START MATERIAL FOR THIS TASK

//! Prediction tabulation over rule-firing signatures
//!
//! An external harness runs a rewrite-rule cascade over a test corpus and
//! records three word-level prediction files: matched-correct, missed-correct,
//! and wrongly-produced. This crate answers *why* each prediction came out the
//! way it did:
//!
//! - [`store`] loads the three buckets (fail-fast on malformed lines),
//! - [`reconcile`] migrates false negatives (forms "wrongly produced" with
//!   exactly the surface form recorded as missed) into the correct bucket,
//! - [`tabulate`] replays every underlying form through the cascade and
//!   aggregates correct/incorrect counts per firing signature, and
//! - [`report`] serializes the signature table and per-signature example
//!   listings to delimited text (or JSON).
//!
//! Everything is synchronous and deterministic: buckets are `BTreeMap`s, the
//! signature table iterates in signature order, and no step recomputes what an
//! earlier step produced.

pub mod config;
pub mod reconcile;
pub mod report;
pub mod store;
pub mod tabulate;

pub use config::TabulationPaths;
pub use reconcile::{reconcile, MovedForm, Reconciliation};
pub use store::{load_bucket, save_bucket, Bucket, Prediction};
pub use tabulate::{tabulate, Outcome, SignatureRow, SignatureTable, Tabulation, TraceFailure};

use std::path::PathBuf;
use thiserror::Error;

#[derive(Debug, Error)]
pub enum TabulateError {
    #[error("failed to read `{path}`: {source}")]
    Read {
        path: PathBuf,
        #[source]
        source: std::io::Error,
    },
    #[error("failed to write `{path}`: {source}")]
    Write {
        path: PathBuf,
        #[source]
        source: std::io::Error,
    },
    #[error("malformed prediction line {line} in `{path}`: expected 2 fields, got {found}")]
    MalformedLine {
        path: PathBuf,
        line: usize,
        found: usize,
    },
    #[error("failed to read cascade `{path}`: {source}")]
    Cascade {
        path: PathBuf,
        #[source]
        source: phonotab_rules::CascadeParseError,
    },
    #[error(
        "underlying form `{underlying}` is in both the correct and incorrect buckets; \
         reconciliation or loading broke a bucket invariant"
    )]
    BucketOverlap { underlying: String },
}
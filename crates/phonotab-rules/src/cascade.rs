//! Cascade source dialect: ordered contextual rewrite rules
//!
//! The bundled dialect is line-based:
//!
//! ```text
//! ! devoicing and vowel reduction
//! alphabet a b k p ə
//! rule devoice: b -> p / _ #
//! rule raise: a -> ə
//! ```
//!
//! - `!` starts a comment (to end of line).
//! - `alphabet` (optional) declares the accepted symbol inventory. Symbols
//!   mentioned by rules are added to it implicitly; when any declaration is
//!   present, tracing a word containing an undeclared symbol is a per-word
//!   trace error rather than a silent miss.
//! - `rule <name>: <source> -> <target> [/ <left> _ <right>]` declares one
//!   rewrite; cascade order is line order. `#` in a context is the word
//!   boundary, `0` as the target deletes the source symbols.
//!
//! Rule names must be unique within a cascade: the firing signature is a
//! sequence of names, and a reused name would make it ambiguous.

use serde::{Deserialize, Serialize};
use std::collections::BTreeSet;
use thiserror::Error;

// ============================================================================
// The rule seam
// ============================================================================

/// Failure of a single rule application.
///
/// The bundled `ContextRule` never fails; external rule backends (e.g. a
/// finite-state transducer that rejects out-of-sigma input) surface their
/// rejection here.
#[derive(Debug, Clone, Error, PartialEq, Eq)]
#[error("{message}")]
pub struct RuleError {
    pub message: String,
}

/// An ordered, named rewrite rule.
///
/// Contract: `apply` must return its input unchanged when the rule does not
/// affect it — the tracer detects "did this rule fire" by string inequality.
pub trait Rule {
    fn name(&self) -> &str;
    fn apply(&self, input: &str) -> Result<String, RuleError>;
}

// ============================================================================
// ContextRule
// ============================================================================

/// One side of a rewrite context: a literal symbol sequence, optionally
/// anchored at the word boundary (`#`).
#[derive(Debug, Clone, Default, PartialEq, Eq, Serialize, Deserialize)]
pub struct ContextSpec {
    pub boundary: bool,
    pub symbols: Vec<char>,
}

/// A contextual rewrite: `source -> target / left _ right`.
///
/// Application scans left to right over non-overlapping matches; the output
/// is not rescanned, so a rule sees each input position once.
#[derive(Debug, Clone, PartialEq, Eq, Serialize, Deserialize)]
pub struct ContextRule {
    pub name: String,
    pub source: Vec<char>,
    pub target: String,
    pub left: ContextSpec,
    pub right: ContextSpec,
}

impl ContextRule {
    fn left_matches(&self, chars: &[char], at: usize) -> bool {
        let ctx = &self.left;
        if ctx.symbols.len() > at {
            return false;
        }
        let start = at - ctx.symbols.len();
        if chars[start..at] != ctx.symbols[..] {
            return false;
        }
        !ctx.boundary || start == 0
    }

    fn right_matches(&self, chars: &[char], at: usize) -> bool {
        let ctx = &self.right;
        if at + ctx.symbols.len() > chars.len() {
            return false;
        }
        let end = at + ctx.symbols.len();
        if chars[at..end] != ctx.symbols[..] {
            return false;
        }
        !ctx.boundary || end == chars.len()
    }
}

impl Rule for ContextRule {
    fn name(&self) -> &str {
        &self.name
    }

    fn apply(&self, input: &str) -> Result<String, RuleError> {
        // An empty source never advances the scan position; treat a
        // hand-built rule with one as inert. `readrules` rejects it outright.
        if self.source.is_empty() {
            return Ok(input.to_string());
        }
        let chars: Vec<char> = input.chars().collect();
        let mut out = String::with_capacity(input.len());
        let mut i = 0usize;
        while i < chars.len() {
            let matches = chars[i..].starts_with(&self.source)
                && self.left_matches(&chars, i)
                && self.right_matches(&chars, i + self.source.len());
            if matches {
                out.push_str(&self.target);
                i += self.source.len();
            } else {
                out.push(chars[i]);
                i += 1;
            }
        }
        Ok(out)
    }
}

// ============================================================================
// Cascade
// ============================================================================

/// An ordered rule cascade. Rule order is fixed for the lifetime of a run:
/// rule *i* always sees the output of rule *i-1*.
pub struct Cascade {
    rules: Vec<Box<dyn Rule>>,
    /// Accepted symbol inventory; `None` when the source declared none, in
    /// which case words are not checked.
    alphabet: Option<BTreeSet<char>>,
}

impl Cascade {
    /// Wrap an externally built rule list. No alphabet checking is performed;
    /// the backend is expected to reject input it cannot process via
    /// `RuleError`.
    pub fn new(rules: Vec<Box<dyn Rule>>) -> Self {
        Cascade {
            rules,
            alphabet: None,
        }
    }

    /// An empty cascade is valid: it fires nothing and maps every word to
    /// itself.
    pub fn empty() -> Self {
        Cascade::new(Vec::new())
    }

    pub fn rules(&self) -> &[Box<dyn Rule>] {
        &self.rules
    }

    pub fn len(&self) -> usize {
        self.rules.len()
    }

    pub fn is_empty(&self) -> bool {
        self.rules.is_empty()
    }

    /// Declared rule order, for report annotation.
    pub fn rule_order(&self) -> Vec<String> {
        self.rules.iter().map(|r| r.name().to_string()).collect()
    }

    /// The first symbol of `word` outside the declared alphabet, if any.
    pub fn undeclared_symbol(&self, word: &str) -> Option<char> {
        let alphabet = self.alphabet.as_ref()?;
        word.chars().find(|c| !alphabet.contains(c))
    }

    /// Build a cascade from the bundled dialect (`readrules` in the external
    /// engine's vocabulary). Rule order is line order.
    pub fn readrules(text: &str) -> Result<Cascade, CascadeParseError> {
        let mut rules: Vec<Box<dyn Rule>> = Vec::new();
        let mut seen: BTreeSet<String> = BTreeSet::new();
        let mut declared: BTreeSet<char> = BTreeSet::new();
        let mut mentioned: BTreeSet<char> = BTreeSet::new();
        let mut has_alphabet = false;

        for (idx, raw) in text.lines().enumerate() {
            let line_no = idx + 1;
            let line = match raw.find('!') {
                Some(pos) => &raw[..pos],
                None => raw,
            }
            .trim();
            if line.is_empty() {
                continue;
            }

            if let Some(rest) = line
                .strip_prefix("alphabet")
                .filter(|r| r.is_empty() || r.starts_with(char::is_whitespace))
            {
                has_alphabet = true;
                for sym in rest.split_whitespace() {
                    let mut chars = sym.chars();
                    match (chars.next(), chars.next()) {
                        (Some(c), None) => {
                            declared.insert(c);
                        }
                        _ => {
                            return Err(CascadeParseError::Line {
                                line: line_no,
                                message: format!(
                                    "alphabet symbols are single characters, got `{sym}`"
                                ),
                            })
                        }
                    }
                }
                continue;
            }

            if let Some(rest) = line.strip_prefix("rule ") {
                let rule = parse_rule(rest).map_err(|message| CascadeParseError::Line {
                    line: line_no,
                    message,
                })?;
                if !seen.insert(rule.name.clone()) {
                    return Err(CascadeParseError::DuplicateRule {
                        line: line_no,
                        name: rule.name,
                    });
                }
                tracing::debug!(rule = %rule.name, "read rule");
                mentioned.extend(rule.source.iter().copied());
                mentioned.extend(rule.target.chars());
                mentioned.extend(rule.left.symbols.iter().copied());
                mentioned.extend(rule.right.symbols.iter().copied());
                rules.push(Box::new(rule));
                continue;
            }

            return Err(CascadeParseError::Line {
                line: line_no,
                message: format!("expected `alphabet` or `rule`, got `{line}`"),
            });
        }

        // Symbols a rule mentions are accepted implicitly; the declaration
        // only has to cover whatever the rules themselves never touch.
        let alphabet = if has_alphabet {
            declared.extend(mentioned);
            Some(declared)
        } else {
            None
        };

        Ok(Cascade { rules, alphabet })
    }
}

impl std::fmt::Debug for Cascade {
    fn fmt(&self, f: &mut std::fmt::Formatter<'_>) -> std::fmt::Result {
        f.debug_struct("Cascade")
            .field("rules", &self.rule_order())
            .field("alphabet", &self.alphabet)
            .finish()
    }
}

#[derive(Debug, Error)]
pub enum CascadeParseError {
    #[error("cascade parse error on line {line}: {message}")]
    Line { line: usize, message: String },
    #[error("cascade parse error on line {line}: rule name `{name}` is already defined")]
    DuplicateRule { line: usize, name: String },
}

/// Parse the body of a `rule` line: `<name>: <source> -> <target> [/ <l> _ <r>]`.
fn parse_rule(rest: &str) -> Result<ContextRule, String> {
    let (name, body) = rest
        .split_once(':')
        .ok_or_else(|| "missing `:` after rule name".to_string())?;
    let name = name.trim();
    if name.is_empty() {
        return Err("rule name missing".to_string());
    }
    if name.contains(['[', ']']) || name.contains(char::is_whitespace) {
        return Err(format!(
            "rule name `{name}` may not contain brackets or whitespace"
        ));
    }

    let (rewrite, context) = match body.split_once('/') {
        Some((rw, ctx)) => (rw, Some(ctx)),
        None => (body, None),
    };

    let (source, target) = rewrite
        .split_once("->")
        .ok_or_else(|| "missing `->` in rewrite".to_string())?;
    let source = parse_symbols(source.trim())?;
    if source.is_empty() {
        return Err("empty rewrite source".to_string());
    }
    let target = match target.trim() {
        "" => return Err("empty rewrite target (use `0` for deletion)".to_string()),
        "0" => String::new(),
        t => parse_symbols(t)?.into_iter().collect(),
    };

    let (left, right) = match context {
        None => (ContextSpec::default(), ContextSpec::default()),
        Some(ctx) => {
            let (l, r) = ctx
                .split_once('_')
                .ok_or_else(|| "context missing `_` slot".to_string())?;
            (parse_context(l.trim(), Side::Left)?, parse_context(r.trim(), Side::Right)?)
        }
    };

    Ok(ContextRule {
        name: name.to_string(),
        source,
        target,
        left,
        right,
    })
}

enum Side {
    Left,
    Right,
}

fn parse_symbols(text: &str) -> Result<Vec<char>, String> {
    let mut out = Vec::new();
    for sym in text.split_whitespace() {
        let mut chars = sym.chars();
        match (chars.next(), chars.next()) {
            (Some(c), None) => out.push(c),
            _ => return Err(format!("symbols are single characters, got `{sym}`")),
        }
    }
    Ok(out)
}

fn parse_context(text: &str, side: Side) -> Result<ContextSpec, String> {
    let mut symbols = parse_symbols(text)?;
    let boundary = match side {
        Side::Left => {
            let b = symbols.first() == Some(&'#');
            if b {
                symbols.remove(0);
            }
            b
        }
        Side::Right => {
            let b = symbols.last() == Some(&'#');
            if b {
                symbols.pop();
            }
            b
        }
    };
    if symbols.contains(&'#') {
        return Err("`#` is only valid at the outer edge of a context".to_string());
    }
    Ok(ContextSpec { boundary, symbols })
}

END MATERIAL FOR THIS TASK

= ACTIVITY =
Copy out each line of the records where the string "when" appears.

= SOLUTION TO THE EXERCISE =
//!   mentioned by rules are added to it implicitly; when any declaration is
/// Contract: `apply` must return its input unchanged when the rule does not
    /// Accepted symbol inventory; `None` when the source declared none, in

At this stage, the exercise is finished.